Consider for a moment that agony, the exquisite pain upon hearing your alarm, that scourge of modern society, on a Monday morning. And just think, I never, ever, have to experience that in my current job. Nor indeed on any day of the week (unless for some daytime engagement or tactical nap). I have experienced this – at school, where I did a paperround, and in working life – and I know the pain. So I still consider a major novelty being able to get up and 1pm on a Wednesday, working or not, and, depending how I feel, either mess around in bed checking emails, Facebook and whatever rubbish the interweb has thrown up that day, or look at the time and think aaahh, fuck that, I’m going back to sleep.
…And in summer it’s actually quite nice to do this
There aren’t many things that feel right about working nights, but casually getting up, via a series of (allowed) snoozes, with the sun streaming through the window, is one of them. I usually get up naturally earlier too, which means I can enjoy the best of the day – go for a run, sunbathe, see some sights – while everyone else is toiling away on a computer in an office before cramming into a sweltering tube train. One doesn’t have to feel guilty about watching the Ashes or Wimbledon either. Granted, the winter, when once or twice I have pretty much slept through all of the day’s daylight, is not so nice. But I remember after playing tennis with a mate at university, him getting sentimental for student life a few weeks before finishing, saying “when else will we be able to play tennis at 2 o’clock on a Tuesday afternoon, unless we are very successful or very unsuccessful?” The strange untruth of it sometimes comes to mind when I’m sipping a beer on a sunny summer weekday afternoon in my club’s beer garden having just played a couple of sets. And let me tell you, it feels good.
‘Ha, I’m going home to sleep!’
It’s very petty, but I do enjoy the schadenfreude of leaving work to see all the early City workers just off the Drain, at Bank, trudging up the walkway to fuck around with derivatives or whatever it is they do. All while I can think of catching some precious zzzzzzzs. Yes, in that time they will be earning far more $$$$$$s than me, but for what I do, I could be paid worse.

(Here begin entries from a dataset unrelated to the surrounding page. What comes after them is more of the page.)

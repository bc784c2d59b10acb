//! Delivery Tests
//!
//! Publish, group consumption and ack behaviour against the in-memory store

mod common;

use common::*;
use serde::{Deserialize, Serialize};
use serde_json::json;
use std::collections::HashSet;
use std::sync::atomic::{AtomicUsize, Ordering};
use std::sync::{Arc, Mutex};
use std::time::Duration;
use streamq_core::domain::PLACEHOLDER_FIELD;
use streamq_core::port::{handler_fn, MessageHandler, StreamStore};
use streamq_core::{ConsumerOptions, Queue, QueueError, StreamOptions};

const WAIT: Duration = Duration::from_secs(3);

async fn publish_orders(queue: &Queue, count: u64) -> Vec<String> {
    let mut ids = Vec::new();
    for order_id in 1..=count {
        let id = queue
            .publish([("order_id", json!(order_id)), ("sku", json!("A-1"))])
            .await
            .unwrap();
        ids.push(id);
    }
    ids
}

async fn pending_count(queue: &Queue) -> u64 {
    queue.pending(GROUP).await.unwrap().count
}

/// Ten orders published before the consumer starts arrive in order and are all acked
#[tokio::test]
async fn test_backlog_delivered_in_order_and_acked() {
    let store = store();
    let q = queue(&store, "orders");
    publish_orders(&q, 10).await;

    let (handler, seen) = recording_handler();
    let (_tx, consumer) = spawn_consumer(&q, "c1", handler, fast_opts());

    assert!(eventually(WAIT, || async { seen.lock().unwrap().len() == 10 }).await);
    assert_eq!(order_ids(&seen), (1..=10).collect::<Vec<_>>());
    assert!(eventually(WAIT, || async { pending_count(&q).await == 0 }).await);

    q.close().await.unwrap();
    assert!(matches!(consumer.await.unwrap(), Err(QueueError::QueueClosed)));
}

/// Messages published while consuming are picked up by the blocking reader
#[tokio::test]
async fn test_live_messages_delivered() {
    let store = store();
    let q = queue(&store, "orders");
    let (handler, seen) = recording_handler();
    let (_tx, _consumer) = spawn_consumer(&q, "c1", handler, fast_opts());

    tokio::time::sleep(Duration::from_millis(50)).await;
    let ids = publish_orders(&q, 3).await;

    assert!(eventually(WAIT, || async { seen.lock().unwrap().len() == 3 }).await);
    let delivered: Vec<String> = seen.lock().unwrap().iter().map(|m| m.id.clone()).collect();
    assert_eq!(delivered, ids);
    q.close().await.unwrap();
}

/// The bootstrap entry of a freshly created stream never reaches the handler
#[tokio::test]
async fn test_missing_stream_bootstrapped_without_handler_seeing_it() {
    let store = store();
    let q = queue(&store, "fresh");
    assert!(!store.stream_exists("fresh"));

    let (handler, seen) = recording_handler();
    let (_tx, _consumer) = spawn_consumer(&q, "c1", handler, fast_opts());

    assert!(eventually(WAIT, || async { store.stream_exists("fresh") }).await);
    publish_orders(&q, 2).await;

    assert!(eventually(WAIT, || async { seen.lock().unwrap().len() == 2 }).await);
    assert!(seen
        .lock()
        .unwrap()
        .iter()
        .all(|m| m.get(PLACEHOLDER_FIELD).is_none()));
    // Placeholder plus two orders, all acked
    assert_eq!(store.stream_len("fresh"), 3);
    assert!(eventually(WAIT, || async { pending_count(&q).await == 0 }).await);
    q.close().await.unwrap();
}

/// Acked messages are not handed to later consumers of the same group
#[tokio::test]
async fn test_acked_messages_not_redelivered() {
    let store = store();
    let q = queue(&store, "orders");
    publish_orders(&q, 5).await;

    let (handler, first) = recording_handler();
    let (tx, consumer) = spawn_consumer(&q, "c1", handler, fast_opts());
    assert!(eventually(WAIT, || async { first.lock().unwrap().len() == 5 }).await);
    assert!(eventually(WAIT, || async { pending_count(&q).await == 0 }).await);
    tx.shutdown();
    assert!(matches!(consumer.await.unwrap(), Err(QueueError::Cancelled)));

    let opts = ConsumerOptions {
        min_idle_time: Duration::from_millis(20),
        ..fast_opts()
    };
    let (handler, second) = recording_handler();
    let (_tx, _consumer) = spawn_consumer(&q, "c2", handler, opts);
    tokio::time::sleep(Duration::from_millis(200)).await;

    assert!(second.lock().unwrap().is_empty());
    q.close().await.unwrap();
}

fn id_recorder(seen: Arc<Mutex<Vec<String>>>) -> impl MessageHandler + 'static {
    handler_fn(move |_ctx, msg| {
        let seen = Arc::clone(&seen);
        async move {
            tokio::time::sleep(Duration::from_millis(5)).await;
            seen.lock().unwrap().push(msg.id);
            Ok(())
        }
    })
}

/// Consumers sharing a group split the stream between them without overlap
#[tokio::test]
async fn test_group_members_share_work_without_duplicates() {
    let store = store();
    let q = queue(&store, "orders");

    let seen_a = Arc::new(Mutex::new(Vec::new()));
    let seen_b = Arc::new(Mutex::new(Vec::new()));
    let opts = ConsumerOptions {
        batch_size: 2,
        ..fast_opts()
    };
    let (_ta, _ca) = spawn_consumer(&q, "a", id_recorder(seen_a.clone()), opts.clone());
    let (_tb, _cb) = spawn_consumer(&q, "b", id_recorder(seen_b.clone()), opts);

    tokio::time::sleep(Duration::from_millis(50)).await;
    let published = publish_orders(&q, 20).await;

    assert!(
        eventually(WAIT, || async {
            seen_a.lock().unwrap().len() + seen_b.lock().unwrap().len() == 20
        })
        .await
    );
    let all: HashSet<String> = seen_a
        .lock()
        .unwrap()
        .iter()
        .chain(seen_b.lock().unwrap().iter())
        .cloned()
        .collect();
    assert_eq!(all, published.into_iter().collect::<HashSet<_>>());
    q.close().await.unwrap();
}

/// A worker pool runs handlers in parallel and still processes everything
#[tokio::test]
async fn test_worker_pool_runs_handlers_concurrently() {
    let store = store();
    let q = queue(&store, "orders");
    publish_orders(&q, 20).await;

    let in_flight = Arc::new(AtomicUsize::new(0));
    let peak = Arc::new(AtomicUsize::new(0));
    let done = Arc::new(AtomicUsize::new(0));
    let handler = {
        let (in_flight, peak, done) = (in_flight.clone(), peak.clone(), done.clone());
        handler_fn(move |_ctx, _msg| {
            let (in_flight, peak, done) = (in_flight.clone(), peak.clone(), done.clone());
            async move {
                let now = in_flight.fetch_add(1, Ordering::SeqCst) + 1;
                peak.fetch_max(now, Ordering::SeqCst);
                tokio::time::sleep(Duration::from_millis(20)).await;
                in_flight.fetch_sub(1, Ordering::SeqCst);
                done.fetch_add(1, Ordering::SeqCst);
                Ok(())
            }
        })
    };
    let opts = ConsumerOptions {
        concurrent_size: 4,
        ..fast_opts()
    };
    let (_tx, _consumer) = spawn_consumer(&q, "pool", handler, opts);

    assert!(eventually(WAIT, || async { done.load(Ordering::SeqCst) == 20 }).await);
    assert!(peak.load(Ordering::SeqCst) > 1);
    assert!(eventually(WAIT, || async { pending_count(&q).await == 0 }).await);
    q.close().await.unwrap();
}

#[derive(Debug, Clone, PartialEq, Serialize, Deserialize)]
struct Order {
    id: u64,
    sku: String,
    lines: Vec<u32>,
}

/// Structured values survive the trip through the stream as JSON
#[tokio::test]
async fn test_structured_values_decode_in_handler() {
    let store = store();
    let q = queue(&store, "orders");
    let order = Order {
        id: 42,
        sku: "B-7".to_string(),
        lines: vec![1, 2, 3],
    };
    q.publish([("order", &order)]).await.unwrap();

    let (handler, seen) = recording_handler();
    let (_tx, _consumer) = spawn_consumer(&q, "c1", handler, fast_opts());
    assert!(eventually(WAIT, || async { seen.lock().unwrap().len() == 1 }).await);

    let msg = seen.lock().unwrap()[0].clone();
    assert_eq!(msg.decode::<Order>("order").unwrap(), order);
    assert!(msg.decode::<Order>("missing").is_err());
    q.close().await.unwrap();
}

/// `max_len` bounds retention at publish time
#[tokio::test]
async fn test_publish_trims_stream() {
    let store = store();
    let q = Queue::new(
        store.clone(),
        "bounded",
        StreamOptions {
            max_len: 5,
            approximate_len: false,
            ..Default::default()
        },
    );
    let ids = publish_orders(&q, 20).await;
    assert_eq!(store.stream_len("bounded"), 5);

    // Ids keep increasing across the trim
    let mut sorted = ids.clone();
    sorted.sort_by_key(|id| id.parse::<streamq_core::domain::MessageId>().unwrap());
    assert_eq!(sorted, ids);

    assert!(StreamStore::list_groups(store.as_ref(), "bounded")
        .await
        .unwrap()
        .is_empty());
}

My work’s Friday 5 o’clock drinks are Monday 6:30….am. Fortunately, there is provision for this – the Market Porter, by Borough Market, where me and colleagues sometimes go, along with workers from our rival company occasionally. There’s something so wrong yet so right about a pint at such time. And there’s a small but fascinating array of species in the pub at at 7 o’clock on Monday – us probably among them. You really should try it (seriously, don’t). Once we met a chef who had lost all his mates on a work xmas do, and thought, at about 6am, ah, Borough Market will be open and they do amazing sausages. So he popped in for a pint, very pleased with his sausages, before wending his inebriated way back to Orpington, or some other suburban mediocrity. If you make a morning of it, it’s also quite amusing to see the looks from all the City workers as they, presumably, try to work out what fresh hell allowed their hard-earned tax money to fund such Jeremy Kyle-types to get pissed on a Monday morning.
And last but certainly not least, as compensation for not being out if I’m working on a Friday or Saturday, the guilty pleasure of the work kebab (occasional, I hasten to add), which manages to taste like one of the greatest and worst things in life simultaneously.